Esra GAYRETLİ

MEMLEKET HİKÂYELERİ

BEŞİNCİ MEVSİM

Çocukluğumdan beri her ramazan ayının ilk günü, bir sonraki sene sofradan eksilen olmasın diye dua ederim. Her bayram, bir sonraki bayramda da aynı insanları görebilmeyi ümit ederim. Eksilmeyip çoğalmayı dilerim. Bazen kabul oldu dualarım; bazen de, olmadı demek istemem ama Allah, şüphesiz her şeyin en iyisini bilen olduğu için zaman zaman ayrılıklarla imtihan etti bizi. Hoş, hangimizi etmedi. Zira, gün akşamlı, ömür bitimli. 
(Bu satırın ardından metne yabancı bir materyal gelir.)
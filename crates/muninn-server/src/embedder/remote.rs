// crates/muninn-server/src/embedder/remote.rs
// Remote embeddings API client (OpenAI-style)

use super::normalize;
use crate::config::redact_api_keys;
use anyhow::{Context, Result};
use serde::Deserialize;
use std::time::Duration;

/// Max characters to embed (truncate longer text)
const MAX_TEXT_CHARS: usize = 8000;

/// Max batch size per request
const MAX_BATCH_SIZE: usize = 100;

/// API endpoint
const API_URL: &str = "https://api.openai.com/v1/embeddings";

/// Model served by the remote API
const MODEL: &str = "text-embedding-3-small";

/// Dimensions for text-embedding-3-small
const DIMENSIONS: usize = 1536;

#[derive(Debug, Deserialize)]
struct EmbeddingResponse {
    data: Vec<EmbeddingData>,
}

#[derive(Debug, Deserialize)]
struct EmbeddingData {
    embedding: Vec<f32>,
}

/// Remote embeddings client.
pub struct RemoteEmbedder {
    api_key: String,
    client: reqwest::Client,
}

impl RemoteEmbedder {
    pub fn new(api_key: String, timeout_secs: u64) -> Self {
        let client = reqwest::Client::builder()
            .timeout(Duration::from_secs(timeout_secs))
            .build()
            .unwrap_or_default();
        Self { api_key, client }
    }

    pub fn dimensions(&self) -> usize {
        DIMENSIONS
    }

    pub async fn embed(&self, text: &str) -> Result<Vec<f32>> {
        let mut results = self.embed_texts(&[text.to_string()]).await?;
        results
            .pop()
            .ok_or_else(|| anyhow::anyhow!("empty embedding response"))
    }

    pub async fn embed_batch(&self, texts: &[String]) -> Result<Vec<Vec<f32>>> {
        let mut all = Vec::with_capacity(texts.len());
        for chunk in texts.chunks(MAX_BATCH_SIZE) {
            all.extend(self.embed_texts(chunk).await?);
        }
        Ok(all)
    }

    async fn embed_texts(&self, texts: &[String]) -> Result<Vec<Vec<f32>>> {
        let inputs: Vec<&str> = texts
            .iter()
            .map(|t| {
                let mut end = t.len().min(MAX_TEXT_CHARS);
                while !t.is_char_boundary(end) {
                    end -= 1;
                }
                &t[..end]
            })
            .collect();

        let response = self
            .client
            .post(API_URL)
            .bearer_auth(&self.api_key)
            .json(&serde_json::json!({
                "model": MODEL,
                "input": inputs,
            }))
            .send()
            .await
            .map_err(|e| anyhow::anyhow!("{}", redact_api_keys(&e.to_string())))?;

        if !response.status().is_success() {
            let status = response.status();
            let body = response.text().await.unwrap_or_default();
            anyhow::bail!(
                "embedding API returned {}: {}",
                status,
                redact_api_keys(&crate::utils::truncate(&body, 200))
            );
        }

        let parsed: EmbeddingResponse = response
            .json()
            .await
            .context("malformed embedding response")?;

        let mut vectors: Vec<Vec<f32>> =
            parsed.data.into_iter().map(|d| d.embedding).collect();
        for v in &mut vectors {
            normalize(v);
        }
        Ok(vectors)
    }
}
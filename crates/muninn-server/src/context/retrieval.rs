// crates/muninn-server/src/context/retrieval.rs
// Candidate retrieval: vector KNN over vec_memories when an embedding is
// available, FTS ranking on the same filtered set otherwise. Callers are
// never stalled on the embedder - a null embedding falls through to FTS.

use crate::args;
use crate::store::{Store, Value};
use anyhow::Result;

/// A memory row considered for inclusion before scoring/packing.
#[derive(Debug, Clone)]
pub struct Candidate {
    pub id: i64,
    pub source_type: &'static str,
    pub subtype: Option<String>,
    pub title: String,
    pub content: String,
    /// Normalized to [0, 1] across source types.
    pub confidence: f64,
    pub created_at: String,
    pub similarity: f64,
}

/// Candidate pool size: min(max_tokens * 5, 200).
pub fn pool_size(max_tokens: usize) -> usize {
    (max_tokens * 5).min(200)
}

/// Retrieve candidates for a query. `embedding` comes from the embedder
/// (None on failure or no provider).
pub async fn retrieve(
    store: &Store,
    project_id: i64,
    query: &str,
    embedding: Option<&[f32]>,
    pool: usize,
) -> Result<Vec<Candidate>> {
    match embedding {
        Some(vector) => retrieve_vector(store, project_id, vector, pool).await,
        None => retrieve_fts(store, project_id, query, pool).await,
    }
}

/// Vector path: KNN by cosine distance, hydrated per source type with the
/// archived/superseded filters applied during hydration.
async fn retrieve_vector(
    store: &Store,
    project_id: i64,
    vector: &[f32],
    pool: usize,
) -> Result<Vec<Candidate>> {
    let rows = store
        .all(
            "SELECT source_type, source_id, vec_distance_cosine(embedding, ?1) AS distance
             FROM vec_memories
             WHERE project_id = ?2
             ORDER BY distance
             LIMIT ?3",
            vec![
                Value::vector(vector),
                Value::Integer(project_id),
                Value::Integer(pool as i64),
            ],
        )
        .await?;

    let mut candidates = Vec::new();
    for row in rows {
        let source_type: String = row.get(0)?;
        let source_id: i64 = row.get(1)?;
        let distance: f64 = row.get(2)?;
        let similarity = (1.0 - distance / 2.0).clamp(0.0, 1.0);
        if let Some(candidate) =
            hydrate(store, project_id, &source_type, source_id, similarity).await?
        {
            candidates.push(candidate);
        }
    }
    Ok(candidates)
}

/// FTS path: query each mirror, rank by position, merge.
async fn retrieve_fts(
    store: &Store,
    project_id: i64,
    query: &str,
    pool: usize,
) -> Result<Vec<Candidate>> {
    let match_expr = fts_query(query);
    if match_expr.is_empty() {
        return Ok(Vec::new());
    }
    let per_table = pool.div_ceil(4);
    let mut candidates = Vec::new();

    for (fts_table, source_type) in [
        ("fts_decisions", "decision"),
        ("fts_learnings", "learning"),
        ("fts_issues", "issue"),
        ("fts_files", "file"),
    ] {
        let rows = store
            .all(
                &format!(
                    "SELECT rowid FROM {fts_table} WHERE {fts_table} MATCH ?1
                     ORDER BY rank LIMIT ?2"
                ),
                args![match_expr.clone(), per_table],
            )
            .await
            .unwrap_or_default();
        for (position, row) in rows.iter().enumerate() {
            let source_id: i64 = row.get(0)?;
            // Rank position decays toward 0; FTS has no cosine scale
            let similarity = 1.0 / (1.0 + position as f64 * 0.25);
            if let Some(candidate) =
                hydrate(store, project_id, source_type, source_id, similarity).await?
            {
                candidates.push(candidate);
            }
        }
    }

    candidates.truncate(pool);
    Ok(candidates)
}

/// Sanitize free text into an FTS5 MATCH expression: quoted tokens
/// OR-joined, so user punctuation can't break the query grammar.
pub fn fts_query(query: &str) -> String {
    let tokens: Vec<String> = query
        .split(|c: char| !c.is_alphanumeric() && c != '_')
        .filter(|t| t.len() >= 2)
        .take(12)
        .map(|t| format!("\"{t}\""))
        .collect();
    tokens.join(" OR ")
}

/// Hydrate a candidate from its source table. Archived, superseded, and
/// foreign-project rows hydrate to None and drop out of the pool.
async fn hydrate(
    store: &Store,
    project_id: i64,
    source_type: &str,
    source_id: i64,
    similarity: f64,
) -> Result<Option<Candidate>> {
    let candidate = match source_type {
        "decision" => store
            .get(
                "SELECT id, title, COALESCE(decision, ''), created_at, outcome_status
                 FROM decisions
                 WHERE id = ?1 AND project_id = ?2 AND archived_at IS NULL
                   AND status != 'superseded'",
                args![source_id, project_id],
            )
            .await?
            .map(|row| {
                Ok::<_, anyhow::Error>(Candidate {
                    id: row.get(0)?,
                    source_type: "decision",
                    subtype: row.get::<Option<String>>(4)?,
                    title: row.get(1)?,
                    content: row.get(2)?,
                    confidence: 0.5,
                    created_at: row.get(3)?,
                    similarity,
                })
            })
            .transpose()?,
        "learning" => store
            .get(
                "SELECT id, title, content, created_at, category, confidence
                 FROM learnings
                 WHERE id = ?1 AND (project_id = ?2 OR project_id IS NULL)
                   AND archived_at IS NULL",
                args![source_id, project_id],
            )
            .await?
            .map(|row| {
                Ok::<_, anyhow::Error>(Candidate {
                    id: row.get(0)?,
                    source_type: "learning",
                    subtype: row.get::<Option<String>>(4)?,
                    title: row.get(1)?,
                    content: row.get(2)?,
                    confidence: (row.get::<f64>(5)? / 10.0).clamp(0.0, 1.0),
                    created_at: row.get(3)?,
                    similarity,
                })
            })
            .transpose()?,
        "issue" => store
            .get(
                "SELECT id, title, COALESCE(description, ''), created_at, issue_type, severity
                 FROM issues
                 WHERE id = ?1 AND project_id = ?2 AND status = 'open'",
                args![source_id, project_id],
            )
            .await?
            .map(|row| {
                Ok::<_, anyhow::Error>(Candidate {
                    id: row.get(0)?,
                    source_type: "issue",
                    subtype: row.get::<Option<String>>(4)?,
                    title: row.get(1)?,
                    content: row.get(2)?,
                    confidence: (row.get::<i64>(5)? as f64 / 10.0).clamp(0.0, 1.0),
                    created_at: row.get(3)?,
                    similarity,
                })
            })
            .transpose()?,
        "file" => store
            .get(
                "SELECT id, path, COALESCE(purpose, ''), created_at, file_type
                 FROM files
                 WHERE id = ?1 AND project_id = ?2 AND archived_at IS NULL",
                args![source_id, project_id],
            )
            .await?
            .map(|row| {
                Ok::<_, anyhow::Error>(Candidate {
                    id: row.get(0)?,
                    source_type: "file",
                    subtype: row.get::<Option<String>>(4)?,
                    title: row.get(1)?,
                    content: row.get(2)?,
                    confidence: 0.5,
                    created_at: row.get(3)?,
                    similarity,
                })
            })
            .transpose()?,
        _ => None,
    };
    Ok(candidate)
}

/// Store an embedding for a memory row (used by reindex paths).
pub async fn store_embedding(
    store: &Store,
    project_id: i64,
    source_type: &str,
    source_id: i64,
    vector: &[f32],
) -> Result<()> {
    store
        .run(
            "DELETE FROM vec_memories WHERE source_type = ?1 AND source_id = ?2 AND project_id = ?3",
            args![source_type, source_id, project_id],
        )
        .await?;
    store
        .run(
            "INSERT INTO vec_memories (embedding, source_type, source_id, project_id)
             VALUES (?1, ?2, ?3, ?4)",
            vec![
                Value::vector(vector),
                Value::Text(source_type.to_string()),
                Value::Integer(source_id),
                Value::Integer(project_id),
            ],
        )
        .await?;
    Ok(())
}
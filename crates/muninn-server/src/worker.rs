// crates/muninn-server/src/worker.rs
// Worker-side wiring: registers every known job type on a dispatcher and
// drains the queue in "once" mode. The worker is the only writer of
// derived tables; the tool-handler process writes primary events.

use crate::indexer;
use crate::outcomes;
use crate::queue::{Dispatcher, Handler, JobContext, JobType};
use anyhow::Result;
use std::path::PathBuf;
use std::sync::Arc;

/// Payload fields shared by most jobs.
fn project_id(payload: &serde_json::Value) -> Result<i64> {
    payload
        .get("project_id")
        .and_then(|v| v.as_i64())
        .ok_or_else(|| anyhow::anyhow!("payload missing project_id"))
}

fn session_id(payload: &serde_json::Value) -> Option<i64> {
    payload.get("session_id").and_then(|v| v.as_i64())
}

fn project_path(payload: &serde_json::Value) -> Result<PathBuf> {
    payload
        .get("project_path")
        .and_then(|v| v.as_str())
        .map(PathBuf::from)
        .ok_or_else(|| anyhow::anyhow!("payload missing project_path"))
}

fn files(payload: &serde_json::Value) -> Vec<String> {
    payload
        .get("files")
        .and_then(|v| v.as_array())
        .map(|arr| {
            arr.iter()
                .filter_map(|f| f.as_str().map(str::to_string))
                .collect()
        })
        .unwrap_or_default()
}

macro_rules! handler {
    (|$ctx:ident, $payload:ident| $body:expr) => {
        Box::new(move |$ctx: Arc<JobContext>, $payload: serde_json::Value| {
            Box::pin(async move { $body }) as futures::future::BoxFuture<'static, Result<()>>
        }) as Handler
    };
}

/// Register the closed handler set. Job types outside this set fail at
/// dispatch; analyses that need newer schema declare their floor here.
pub fn register_default_handlers(dispatcher: &mut Dispatcher) {
    dispatcher.register(
        JobType::ReindexSymbols,
        handler!(|ctx, payload| {
            let pid = project_id(&payload)?;
            let root = project_path(&payload)?;
            let list = files(&payload);
            indexer::parse_and_persist(&ctx.store, pid, &root, &list).await?;
            indexer::map_tests_to_sources(&ctx.store, pid, &list).await?;
            Ok(())
        }),
    );

    dispatcher.register(
        JobType::BuildCallGraph,
        handler!(|ctx, payload| {
            let pid = project_id(&payload)?;
            let root = project_path(&payload)?;
            let list = files(&payload);
            indexer::build_call_graph(&ctx.store, pid, &root, &list).await?;
            indexer::refresh_blast_radius(&ctx.store, pid, &list).await?;
            Ok(())
        }),
    );

    dispatcher.register(
        JobType::AnalyzeDiffs,
        handler!(|ctx, payload| {
            outcomes::analyze_pending_commits(&ctx.store, project_id(&payload)?).await?;
            Ok(())
        }),
    );

    dispatcher.register(
        JobType::RunTests,
        handler!(|ctx, payload| {
            let pid = project_id(&payload)?;
            let root = project_path(&payload)?;
            outcomes::run_tests_after_commit(&ctx.store, pid, &root, session_id(&payload)).await?;
            Ok(())
        }),
    );

    dispatcher.register(
        JobType::DetectReverts,
        handler!(|ctx, payload| {
            outcomes::detect_reverts(&ctx.store, project_id(&payload)?).await?;
            Ok(())
        }),
    );

    dispatcher.register(
        JobType::RefreshOwnership,
        handler!(|ctx, payload| {
            outcomes::refresh_ownership(&ctx.store, project_id(&payload)?).await?;
            Ok(())
        }),
    );

    dispatcher.register(
        JobType::MapErrorFixes,
        handler!(|ctx, payload| {
            let Some(sid) = session_id(&payload) else {
                return Ok(());
            };
            outcomes::process_session_errors(&ctx.store, sid).await?;
            Ok(())
        }),
    );

    dispatcher.register(
        JobType::DetectPatterns,
        handler!(|ctx, payload| {
            outcomes::detect_patterns(&ctx.store, project_id(&payload)?).await?;
            Ok(())
        }),
    );

    dispatcher.register(
        JobType::TrackDecisionOutcomes,
        handler!(|ctx, payload| {
            outcomes::track_decision_outcomes(&ctx.store, project_id(&payload)?).await?;
            Ok(())
        }),
    );

    dispatcher.register(
        JobType::CalibrateConfidence,
        handler!(|ctx, payload| {
            outcomes::calibrate_confidence(&ctx.store, project_id(&payload)?).await?;
            Ok(())
        }),
    );

    dispatcher.register(
        JobType::ProcessContextFeedback,
        handler!(|ctx, payload| {
            outcomes::process_context_feedback(&ctx.store, project_id(&payload)?).await?;
            Ok(())
        }),
    );

    dispatcher.register(
        JobType::ReinforceLearnings,
        handler!(|ctx, payload| {
            let pid = project_id(&payload)?;
            if let Some(sid) = session_id(&payload) {
                outcomes::reinforce_session_learnings(&ctx.store, sid).await?;
            }
            outcomes::decay_stale_learnings(&ctx.store, pid).await?;
            Ok(())
        }),
    );

    dispatcher.register(
        JobType::DistillStrategies,
        handler!(|ctx, payload| {
            outcomes::distill_strategies(&ctx.store, project_id(&payload)?).await?;
            outcomes::aggregate_cross_project(&ctx.store).await?;
            Ok(())
        }),
    );

    dispatcher.register(
        JobType::BuildWorkflowModel,
        handler!(|ctx, payload| {
            outcomes::build_workflow_model(&ctx.store, project_id(&payload)?).await?;
            Ok(())
        }),
    );

    dispatcher.register(
        JobType::RegenerateDna,
        handler!(|ctx, payload| {
            outcomes::regenerate_dna(&ctx.store, project_id(&payload)?).await?;
            Ok(())
        }),
    );

    dispatcher.register(
        JobType::ComputeRiskAlerts,
        handler!(|ctx, payload| {
            outcomes::compute_risk_alerts(&ctx.store, project_id(&payload)?).await?;
            Ok(())
        }),
    );

    // Profile writes need the (project_id, key) unique index from v2
    dispatcher.register_with_min_schema(
        JobType::RefreshValueMetrics,
        2,
        handler!(|ctx, payload| {
            outcomes::process_context_feedback(&ctx.store, project_id(&payload)?).await?;
            Ok(())
        }),
    );
}

/// Build a fully-wired dispatcher.
pub fn build_dispatcher(ctx: Arc<JobContext>) -> Dispatcher {
    let mut dispatcher = Dispatcher::new(ctx);
    register_default_handlers(&mut dispatcher);
    dispatcher
}

/// "Once" worker mode: drain pending jobs and return the count.
pub async fn run_once(ctx: Arc<JobContext>) -> Result<usize> {
    let dispatcher = build_dispatcher(ctx);
    dispatcher.drain().await
}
Eksilenlerimizin, gidenlerimizin gittikleri yerde ebedî saadet içinde olmalarını bütün kalbimle dileyerek; mübârek Ramazan ayınızı tebrik ederim. Gerçi Ramazan bir aydan ziyâde bir iklim gibi geliyor bana. Başlı başına koca bir mevsim gibi. Sadece dünyanın değil, insanın da tabiatını değiştiren, kendi başına bir mevsim. Beşinci mevsim... Coğrafya kitaplarında yazmıyor olması Ramazan'ın kendine has bir iklim ya da mevsim olduğu gerçeğini değiştirmiyor. "İklim değişir, Akdeniz olur, gülümse" diyen şarkıdaki gibi. Bugün her şey normalken, dümdüzken, sıradanken; Ramazan'la beraber her şey bir günde başkalaşıyor. Kuş başka uçuyor, gökyüzü başka bir hâl alıyor. İnsanların gözlerine bakmak, sevincini paylaşmak, bilmediğin kapıları çalmak ihtiyacı geliyor insana. Kalp, iyi'leşiyor. Yaraların sağalıyor. Kendiliğinden gelen bir başkalaşma hissi. Kalbinin yumuşadığını fark ediş ve bir sükûnet hâli. Daha önce ne çok ve gereksiz konuştuğuna yanma, kendine kızma ve sonra sonsuz bir özşefkatle kendini sarmalama... Allah'ın kuluna sonsuz merhametini hatırlayınca, kendine duyduğun hınç ve öfkeden vazgeçme. Ramazan yalnız sofralarımızı değil, iç âlemimizi de bereketlendiriyor. Kendimize, içimize dönmek eylemlerini hakikatli biçimde gerçekleştirebilirsek; gönül bahçemizde birbirinden farklı, eşsiz pek çok duygunun boy verdiğini göreceğiz. Yemeklerimizin çeşitlendiği gibi, duygularımızın da çeşitlendiğini... Böylece anlayacağız, aslında Ramazan gerçekten de bir zenginlik vakti. 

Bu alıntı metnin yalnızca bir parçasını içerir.